== STORED DATA
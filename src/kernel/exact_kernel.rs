// SPDX-License-Identifier: MIT
//
// Copyright (c) 2025 Alexandre Severino
//
// Permission is hereby granted, free of charge, to any person obtaining a copy
// of this software and associated documentation files (the "Software"), to deal
// in the Software without restriction, including without limitation the rights
// to use, copy, modify, merge, publish, distribute, sublicense, and/or sell
// copies of the Software, and to permit persons to whom the Software is
// furnished to do so, subject to the following conditions:
//
// The above copyright notice and this permission notice shall be included in
// all copies or substantial portions of the Software.
//
// THE SOFTWARE IS PROVIDED "AS IS", WITHOUT WARRANTY OF ANY KIND, EXPRESS OR
// IMPLIED, INCLUDING BUT NOT LIMITED TO THE WARRANTIES OF MERCHANTABILITY,
// FITNESS FOR A PARTICULAR PURPOSE AND NONINFRINGEMENT. IN NO EVENT SHALL THE
// AUTHORS OR COPYRIGHT HOLDERS BE LIABLE FOR ANY CLAIM, DAMAGES OR OTHER
// LIABILITY, WHETHER IN AN ACTION OF CONTRACT, TORT OR OTHERWISE, ARISING FROM,
// OUT OF OR IN CONNECTION WITH THE SOFTWARE OR THE USE OR OTHER DEALINGS IN THE
// SOFTWARE.

use crate::{
    geometry::point::{Point2, Point3},
    kernel::{kernel::Kernel, orientation},
    numeric::{coordinate::Coordinate, exact_rational::ExactRational, scalar::Scalar},
};

/// Arbitrary-precision rational kernel. Every predicate and construction is
/// exact.
#[derive(Debug, Clone, Copy, Default)]
pub struct ExactKernel;

impl Kernel for ExactKernel {
    type FT = ExactRational;
    const EXACT: bool = true;

    fn lift<C: Coordinate>(c: &C) -> ExactRational {
        c.to_exact()
    }

    fn orient3d(
        a: &Point3<ExactRational>,
        b: &Point3<ExactRational>,
        c: &Point3<ExactRational>,
        d: &Point3<ExactRational>,
    ) -> i8 {
        orientation::orient3d(a, b, c, d).sign()
    }

    fn orient2d(a: &Point2<ExactRational>, b: &Point2<ExactRational>, c: &Point2<ExactRational>) -> i8 {
        orientation::orient2d(a, b, c).sign()
    }
}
====
● WHAT YOU HAVE TO DO:
Check each line of the data for "this". Copy the lines where it turns up.

● TASK RESPONSE:
// of this software and associated documentation files (the "Software"), to deal
// The above copyright notice and this permission notice shall be included in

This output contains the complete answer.